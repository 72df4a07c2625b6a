use std::sync::Arc;

use cpal::traits::{DeviceTrait, HostTrait, StreamTrait};
use cpal::{FromSample, Host, Sample, SizedSample};
use parking_lot::Mutex;
use thiserror::Error;
use tracing::{error, info};
use voxpaste_core::{AudioEvent, MicState};

use crate::Recording;

#[derive(Debug, Error)]
pub enum RecorderError {
    /// No recording device available
    #[error("no input device available")]
    NoInputDevice,
    /// Could not query the device's default input config
    #[error(transparent)]
    DefaultConfig(#[from] cpal::DefaultStreamConfigError),
    /// Sample format not supported
    #[error("sample format not supported: {0}")]
    SampleFormatNotSupported(String),
    /// Build stream error
    #[error(transparent)]
    BuildStream(#[from] cpal::BuildStreamError),
    /// Stream refused to start
    #[error(transparent)]
    PlayStream(#[from] cpal::PlayStreamError),
    /// WAV encoding failed
    #[error(transparent)]
    Wav(#[from] hound::Error),
    /// Writing the recording to disk failed
    #[error(transparent)]
    Io(#[from] std::io::Error),
}

type Result<T> = std::result::Result<T, RecorderError>;
type SampleBuffer = Arc<Mutex<Vec<i16>>>;

/// Callback invoked from the audio thread with state updates.
pub type EventCallback = Box<dyn Fn(AudioEvent) + Send + 'static>;

pub struct Recorder {
    host: Host,
}

impl Default for Recorder {
    fn default() -> Self {
        Self::new()
    }
}

/// Per-stream state tracked on the audio thread.
struct CaptureState {
    channels: usize,
    mic_active: bool,
    on_event: EventCallback,
}

impl Recorder {
    pub fn new() -> Self {
        Self {
            host: cpal::default_host(),
        }
    }

    /// Start recording from the default input device. `on_event` is called
    /// once with `MicState::Active` when the first non-silent audio arrives.
    pub fn start_recording(&self, on_event: EventCallback) -> Result<RecordingHandle> {
        let device = self
            .host
            .default_input_device()
            .ok_or(RecorderError::NoInputDevice)?;
        let config = device.default_input_config()?;

        info!(
            device_name = %device.name().unwrap_or_else(|_| "unknown".to_owned()),
            config = ?config,
            "Recording from device"
        );

        let sample_rate = config.sample_rate().0;
        let sample_format = config.sample_format();
        let stream_config: cpal::StreamConfig = config.into();

        let buffer: SampleBuffer = Arc::new(Mutex::new(Vec::with_capacity(
            sample_rate as usize * 10,
        )));
        let state = CaptureState {
            channels: usize::from(stream_config.channels.max(1)),
            mic_active: false,
            on_event,
        };

        let stream = match sample_format {
            cpal::SampleFormat::I8 => build_stream::<i8>(&device, &stream_config, state, &buffer)?,
            cpal::SampleFormat::I16 => {
                build_stream::<i16>(&device, &stream_config, state, &buffer)?
            }
            cpal::SampleFormat::I32 => {
                build_stream::<i32>(&device, &stream_config, state, &buffer)?
            }
            cpal::SampleFormat::U16 => {
                build_stream::<u16>(&device, &stream_config, state, &buffer)?
            }
            cpal::SampleFormat::F32 => {
                build_stream::<f32>(&device, &stream_config, state, &buffer)?
            }
            cpal::SampleFormat::F64 => {
                build_stream::<f64>(&device, &stream_config, state, &buffer)?
            }
            sample_format => {
                return Err(RecorderError::SampleFormatNotSupported(format!(
                    "{:?}",
                    sample_format
                )));
            }
        };

        stream.play()?;

        Ok(RecordingHandle {
            stream,
            buffer: Some(buffer),
            sample_rate,
        })
    }
}

fn build_stream<T>(
    device: &cpal::Device,
    config: &cpal::StreamConfig,
    mut state: CaptureState,
    buffer: &SampleBuffer,
) -> Result<cpal::Stream>
where
    T: SizedSample,
    f32: FromSample<T>,
{
    let buffer = buffer.clone();
    let err_fn = move |err| {
        error!("an error occurred on stream: {}", err);
    };

    let stream = device.build_input_stream(
        config,
        move |data: &[T], _: &cpal::InputCallbackInfo| write_data(&mut state, data, &buffer),
        err_fn,
        None,
    )?;
    Ok(stream)
}

fn write_data<T>(state: &mut CaptureState, data: &[T], buffer: &SampleBuffer)
where
    T: Sample,
    f32: FromSample<T>,
{
    let mono = downmix(data, state.channels);

    if !state.mic_active && db_fs(&mono) > MIN_DB {
        state.mic_active = true;
        (state.on_event)(AudioEvent::StateChanged(MicState::Active));
    }

    buffer.lock().extend(mono.into_iter().map(to_pcm16));
}

/// Average interleaved frames down to a single channel of f32 samples.
fn downmix<T>(data: &[T], channels: usize) -> Vec<f32>
where
    T: Sample,
    f32: FromSample<T>,
{
    let channels = channels.max(1);
    data.chunks(channels)
        .map(|frame| {
            let sum: f32 = frame.iter().map(|&s| f32::from_sample(s)).sum();
            sum / frame.len() as f32
        })
        .collect()
}

fn to_pcm16(sample: f32) -> i16 {
    (sample.clamp(-1.0, 1.0) * f32::from(i16::MAX)) as i16
}

/// Handle to the active recording. When dropped or finished, the recording
/// will end. You must call `finish` to receive the data.
pub struct RecordingHandle {
    stream: cpal::Stream,
    // Presence of this buffer indicates the recording has not been finished.
    buffer: Option<SampleBuffer>,
    sample_rate: u32,
}

impl RecordingHandle {
    /// Stop the stream and encode what was captured. Returns `None` if the
    /// recording was already finished.
    pub fn finish(&mut self) -> Result<Option<Recording>> {
        let Some(buffer) = self.buffer.take() else {
            return Ok(None);
        };
        info!("Ending recording.");
        // Pause rather than drop since we only hold &mut self.
        self.stream.pause().ok();

        let samples = std::mem::take(&mut *buffer.lock());
        Recording::from_samples(&samples, self.sample_rate).map(Some)
    }
}

impl Drop for RecordingHandle {
    fn drop(&mut self) {
        if self.buffer.is_some() {
            if let Err(e) = self.finish() {
                error!("failed to finalize recording: {}", e);
            }
        }
    }
}

pub const MIN_DB: f32 = -96.0;

/// Peak level of a slice of f32 samples in dBFS.
pub fn db_fs(data: &[f32]) -> f32 {
    let max_sample = data
        .iter()
        .fold(f32::EQUILIBRIUM, |max, &sample| sample.abs().max(max));

    (20.0 * max_sample.log10()).clamp(MIN_DB, 0.0)
}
****************************************
- WHAT IS REQUIRED
Give back the entries above precisely as they appear.

- SOLVED EXERCISE
repository 72df4a07c2625b6a
use std::sync::Arc;

use cpal::traits::{DeviceTrait, HostTrait, StreamTrait};
use cpal::{FromSample, Host, Sample, SizedSample};
use parking_lot::Mutex;
use thiserror::Error;
use tracing::{error, info};
use voxpaste_core::{AudioEvent, MicState};

use crate::Recording;

#[derive(Debug, Error)]
pub enum RecorderError {
    /// No recording device available
    #[error("no input device available")]
    NoInputDevice,
    /// Could not query the device's default input config
    #[error(transparent)]
    DefaultConfig(#[from] cpal::DefaultStreamConfigError),
    /// Sample format not supported
    #[error("sample format not supported: {0}")]
    SampleFormatNotSupported(String),
    /// Build stream error
    #[error(transparent)]
    BuildStream(#[from] cpal::BuildStreamError),
    /// Stream refused to start
    #[error(transparent)]
    PlayStream(#[from] cpal::PlayStreamError),
    /// WAV encoding failed
    #[error(transparent)]
    Wav(#[from] hound::Error),
    /// Writing the recording to disk failed
    #[error(transparent)]
    Io(#[from] std::io::Error),
}

type Result<T> = std::result::Result<T, RecorderError>;
type SampleBuffer = Arc<Mutex<Vec<i16>>>;

/// Callback invoked from the audio thread with state updates.
pub type EventCallback = Box<dyn Fn(AudioEvent) + Send + 'static>;

pub struct Recorder {
    host: Host,
}

impl Default for Recorder {
    fn default() -> Self {
        Self::new()
    }
}

/// Per-stream state tracked on the audio thread.
struct CaptureState {
    channels: usize,
    mic_active: bool,
    on_event: EventCallback,
}

impl Recorder {
    pub fn new() -> Self {
        Self {
            host: cpal::default_host(),
        }
    }

    /// Start recording from the default input device. `on_event` is called
    /// once with `MicState::Active` when the first non-silent audio arrives.
    pub fn start_recording(&self, on_event: EventCallback) -> Result<RecordingHandle> {
        let device = self
            .host
            .default_input_device()
            .ok_or(RecorderError::NoInputDevice)?;
        let config = device.default_input_config()?;

        info!(
            device_name = %device.name().unwrap_or_else(|_| "unknown".to_owned()),
            config = ?config,
            "Recording from device"
        );

        let sample_rate = config.sample_rate().0;
        let sample_format = config.sample_format();
        let stream_config: cpal::StreamConfig = config.into();

        let buffer: SampleBuffer = Arc::new(Mutex::new(Vec::with_capacity(
            sample_rate as usize * 10,
        )));
        let state = CaptureState {
            channels: usize::from(stream_config.channels.max(1)),
            mic_active: false,
            on_event,
        };

        let stream = match sample_format {
            cpal::SampleFormat::I8 => build_stream::<i8>(&device, &stream_config, state, &buffer)?,
            cpal::SampleFormat::I16 => {
                build_stream::<i16>(&device, &stream_config, state, &buffer)?
            }
            cpal::SampleFormat::I32 => {
                build_stream::<i32>(&device, &stream_config, state, &buffer)?
            }
            cpal::SampleFormat::U16 => {
                build_stream::<u16>(&device, &stream_config, state, &buffer)?
            }
            cpal::SampleFormat::F32 => {
                build_stream::<f32>(&device, &stream_config, state, &buffer)?
            }
            cpal::SampleFormat::F64 => {
                build_stream::<f64>(&device, &stream_config, state, &buffer)?
            }
            sample_format => {
                return Err(RecorderError::SampleFormatNotSupported(format!(
                    "{:?}",
                    sample_format
                )));
            }
        };

        stream.play()?;

        Ok(RecordingHandle {
            stream,
            buffer: Some(buffer),
            sample_rate,
        })
    }
}

fn build_stream<T>(
    device: &cpal::Device,
    config: &cpal::StreamConfig,
    mut state: CaptureState,
    buffer: &SampleBuffer,
) -> Result<cpal::Stream>
where
    T: SizedSample,
    f32: FromSample<T>,
{
    let buffer = buffer.clone();
    let err_fn = move |err| {
        error!("an error occurred on stream: {}", err);
    };

    let stream = device.build_input_stream(
        config,
        move |data: &[T], _: &cpal::InputCallbackInfo| write_data(&mut state, data, &buffer),
        err_fn,
        None,
    )?;
    Ok(stream)
}

fn write_data<T>(state: &mut CaptureState, data: &[T], buffer: &SampleBuffer)
where
    T: Sample,
    f32: FromSample<T>,
{
    let mono = downmix(data, state.channels);

    if !state.mic_active && db_fs(&mono) > MIN_DB {
        state.mic_active = true;
        (state.on_event)(AudioEvent::StateChanged(MicState::Active));
    }

    buffer.lock().extend(mono.into_iter().map(to_pcm16));
}

/// Average interleaved frames down to a single channel of f32 samples.
fn downmix<T>(data: &[T], channels: usize) -> Vec<f32>
where
    T: Sample,
    f32: FromSample<T>,
{
    let channels = channels.max(1);
    data.chunks(channels)
        .map(|frame| {
            let sum: f32 = frame.iter().map(|&s| f32::from_sample(s)).sum();
            sum / frame.len() as f32
        })
        .collect()
}

fn to_pcm16(sample: f32) -> i16 {
    (sample.clamp(-1.0, 1.0) * f32::from(i16::MAX)) as i16
}

/// Handle to the active recording. When dropped or finished, the recording
/// will end. You must call `finish` to receive the data.
pub struct RecordingHandle {
    stream: cpal::Stream,
    // Presence of this buffer indicates the recording has not been finished.
    buffer: Option<SampleBuffer>,
    sample_rate: u32,
}

impl RecordingHandle {
    /// Stop the stream and encode what was captured. Returns `None` if the
    /// recording was already finished.
    pub fn finish(&mut self) -> Result<Option<Recording>> {
        let Some(buffer) = self.buffer.take() else {
            return Ok(None);
        };
        info!("Ending recording.");
        // Pause rather than drop since we only hold &mut self.
        self.stream.pause().ok();

        let samples = std::mem::take(&mut *buffer.lock());
        Recording::from_samples(&samples, self.sample_rate).map(Some)
    }
}

impl Drop for RecordingHandle {
    fn drop(&mut self) {
        if self.buffer.is_some() {
            if let Err(e) = self.finish() {
                error!("failed to finalize recording: {}", e);
            }
        }
    }
}

pub const MIN_DB: f32 = -96.0;

/// Peak level of a slice of f32 samples in dBFS.
pub fn db_fs(data: &[f32]) -> f32 {
    let max_sample = data
        .iter()
        .fold(f32::EQUILIBRIUM, |max, &sample| sample.abs().max(max));

    (20.0 * max_sample.log10()).clamp(MIN_DB, 0.0)
}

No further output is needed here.